== Input material

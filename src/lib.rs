//! # Streamkit
//!
//! Small streaming analytics utilities for Rust.
//!
//! Streamkit bundles a handful of self-contained components that are useful
//! at the edge of a data flow, before anything heavier takes over.
//!
//! ## Features
//!
//! - **Streaming Statistics**: running mean, sample variance and standard
//!   deviation with Welford's algorithm, in O(1) memory
//! - **Text Normalization**: trimming, whitespace collapsing and lowercasing
//! - **Validated Arithmetic**: addition, multiplication and mean over untyped inputs
//! - **Pipeline**: a thin wrapper that composes the three
//!
//! Inputs are accepted as anything convertible into a [`Value`], so values
//! of the wrong shape are reported as [`AnalyticsError::Validation`] rather
//! than silently coerced.
//!
//! ## Quick Start
//!
//! ```rust
//! use streamkit::prelude::*;
//!
//! let mut pipeline = Pipeline::default();
//! pipeline.ingest_texts(["  Hello  ", "WORLD   "]).unwrap();
//! pipeline.ingest_numbers([1, 2, 3, 4, 5]).unwrap();
//!
//! assert_eq!(pipeline.summary().to_string(), "n=5 mean=3.00 std=1.58");
//! ```
//!
//! ## Feature Flags
//!
//! - `std` (default): Standard library support
//! - `demo`: The `streamkit-demo` binary and its log subscriber
//! - `serde`: Enable serialization of configuration, values and statistics

#![cfg_attr(not(feature = "std"), no_std)]
#![cfg_attr(docsrs, feature(doc_cfg))]

#[cfg(not(feature = "std"))]
extern crate alloc;

pub mod error;
pub mod math;
pub mod numeric;
pub mod pipeline;
pub mod statistics;
pub mod text;
pub mod value;

pub mod prelude {
    pub use crate::error::{AnalyticsError, Result};
    pub use crate::numeric::NumericOps;
    pub use crate::pipeline::{Pipeline, Summary};
    pub use crate::statistics::{StatsSnapshot, StreamingStats};
    pub use crate::text::{NormalizerConfig, TextNormalizer};
    pub use crate::value::{Number, Value};
}

pub use error::{AnalyticsError, Result};
pub use pipeline::Pipeline;
pub use statistics::StreamingStats;
pub use text::TextNormalizer;
pub use value::Value;
//! Error types shared by every component

use core::fmt;

#[cfg(feature = "std")]
use std::string::String;

#[cfg(not(feature = "std"))]
use alloc::string::String;

/// Errors raised by the analytics components
#[derive(Debug, Clone, PartialEq, Eq)]
#[non_exhaustive]
pub enum AnalyticsError {
    /// An input did not meet a type or shape precondition
    Validation(String),
}

impl AnalyticsError {
    /// Build a validation error from a message
    pub fn validation(msg: impl Into<String>) -> Self {
        AnalyticsError::Validation(msg.into())
    }

    /// Whether this is a validation failure
    pub fn is_validation(&self) -> bool {
        matches!(self, AnalyticsError::Validation(_))
    }
}

impl fmt::Display for AnalyticsError {
    fn fmt(&self, f: &mut fmt::Formatter<'_>) -> fmt::Result {
        match self {
            AnalyticsError::Validation(msg) => write!(f, "validation error: {}", msg),
        }
    }
}

#[cfg(feature = "std")]
impl std::error::Error for AnalyticsError {}

/// Result type for analytics operations
pub type Result<T> = core::result::Result<T, AnalyticsError>;
use std::collections::HashSet;

use tokio::sync::mpsc::error::TrySendError;
use tracing::{debug, trace, warn};
use uuid::Uuid;

use skillswap_types::events::NotificationEvent;

use crate::registry::ConnectionRegistry;

/// Delivers targeted events to the connection group of a single user.
///
/// Delivery is at-most-once with no persistence: if the user has no live
/// connection the event is dropped and the client reconciles by fetching
/// state on its next connect.
#[derive(Clone)]
pub struct GroupRouter {
    registry: ConnectionRegistry,
}

impl GroupRouter {
    pub fn new(registry: ConnectionRegistry) -> Self {
        Self { registry }
    }

    /// Send `event` to every connection of `target_user_id`. Returns how many
    /// connections accepted it.
    pub fn route(&self, event: NotificationEvent, target_user_id: Uuid) -> usize {
        let senders = self.registry.senders_for(target_user_id);
        if senders.is_empty() {
            trace!("{} for {} dropped: no live connection", event.name(), target_user_id);
            return 0;
        }

        let mut delivered = 0;
        for (connection_id, tx) in senders {
            match tx.try_send(event.clone()) {
                Ok(()) => delivered += 1,
                Err(TrySendError::Full(_)) => {
                    warn!(
                        "{} for {} dropped: connection {} queue full",
                        event.name(),
                        target_user_id,
                        connection_id
                    );
                }
                Err(TrySendError::Closed(_)) => {
                    debug!(
                        "{} for {} dropped: connection {} closing",
                        event.name(),
                        target_user_id,
                        connection_id
                    );
                }
            }
        }
        delivered
    }

    /// Route one event to several users, each at most once.
    pub fn route_to_many(
        &self,
        event: NotificationEvent,
        targets: impl IntoIterator<Item = Uuid>,
    ) -> usize {
        let mut seen = HashSet::new();
        targets
            .into_iter()
            .filter(|user_id| seen.insert(*user_id))
            .map(|user_id| self.route(event.clone(), user_id))
            .sum()
    }
}

#[cfg(test)]
mod tests {
    use super::*;
    use chrono::Utc;
    use skillswap_types::models::UserInfo;
    use tokio::sync::mpsc;

    fn user(name: &str) -> UserInfo {
        UserInfo {
            user_id: Uuid::new_v4(),
            email: format!("{}@example.com", name.to_lowercase()),
            display_name: name.to_string(),
        }
    }

    fn read_receipt() -> NotificationEvent {
        NotificationEvent::MessageRead {
            message_id: Uuid::new_v4(),
            read_at: Utc::now(),
        }
    }

    #[test]
    fn routes_only_to_target_group() {
        let registry = ConnectionRegistry::new();
        let router = GroupRouter::new(registry.clone());
        let alice = user("Alice");
        let bob = user("Bob");

        let (a1_tx, mut a1_rx) = mpsc::channel(8);
        let (a2_tx, mut a2_rx) = mpsc::channel(8);
        let (b_tx, mut b_rx) = mpsc::channel(8);
        registry.register(alice.user_id, Uuid::new_v4(), alice.clone(), a1_tx);
        registry.register(alice.user_id, Uuid::new_v4(), alice.clone(), a2_tx);
        registry.register(bob.user_id, Uuid::new_v4(), bob.clone(), b_tx);

        let event = read_receipt();
        assert_eq!(router.route(event.clone(), alice.user_id), 2);
        assert_eq!(a1_rx.try_recv().unwrap(), event);
        assert_eq!(a2_rx.try_recv().unwrap(), event);
        assert!(b_rx.try_recv().is_err());
    }

    #[test]
    fn offline_target_drops_silently() {
        let registry = ConnectionRegistry::new();
        let router = GroupRouter::new(registry);
        assert_eq!(router.route(read_receipt(), Uuid::new_v4()), 0);
    }

    #[test]
    fn closed_connection_is_skipped() {
        let registry = ConnectionRegistry::new();
        let router = GroupRouter::new(registry.clone());
        let alice = user("Alice");

        let (dead_tx, dead_rx) = mpsc::channel(8);
        let (live_tx, mut live_rx) = mpsc::channel(8);
        registry.register(alice.user_id, Uuid::new_v4(), alice.clone(), dead_tx);
        registry.register(alice.user_id, Uuid::new_v4(), alice.clone(), live_tx);
        drop(dead_rx);

        assert_eq!(router.route(read_receipt(), alice.user_id), 1);
        assert!(live_rx.try_recv().is_ok());
    }

    #[test]
    fn full_queue_drops_instead_of_growing() {
        let registry = ConnectionRegistry::new();
        let router = GroupRouter::new(registry.clone());
        let alice = user("Alice");

        let (stalled_tx, mut stalled_rx) = mpsc::channel(1);
        let (live_tx, mut live_rx) = mpsc::channel(8);
        registry.register(alice.user_id, Uuid::new_v4(), alice.clone(), stalled_tx);
        registry.register(alice.user_id, Uuid::new_v4(), alice.clone(), live_tx);

        assert_eq!(router.route(read_receipt(), alice.user_id), 2);
        // The stalled connection never drained its single slot
        assert_eq!(router.route(read_receipt(), alice.user_id), 1);

        assert!(stalled_rx.try_recv().is_ok());
        assert!(stalled_rx.try_recv().is_err());
        assert!(live_rx.try_recv().is_ok());
        assert!(live_rx.try_recv().is_ok());
    }

    #[test]
    fn route_to_many_deduplicates_targets() {
        let registry = ConnectionRegistry::new();
        let router = GroupRouter::new(registry.clone());
        let alice = user("Alice");
        let (tx, mut rx) = mpsc::channel(8);
        registry.register(alice.user_id, Uuid::new_v4(), alice.clone(), tx);

        assert_eq!(router.route_to_many(read_receipt(), [alice.user_id, alice.user_id]), 1);
        assert!(rx.try_recv().is_ok());
        assert!(rx.try_recv().is_err());
    }
}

====

Problem statement
Could you reproduce, exactly, every line above from the line with "NotificationEvent, target_user_id: Uuid)" to the line with "dropped: no live", and no other line? Both ends count.

Written response
    pub fn route(&self, event: NotificationEvent, target_user_id: Uuid) -> usize {
        let senders = self.registry.senders_for(target_user_id);
        if senders.is_empty() {
            trace!("{} for {} dropped: no live connection", event.name(), target_user_id);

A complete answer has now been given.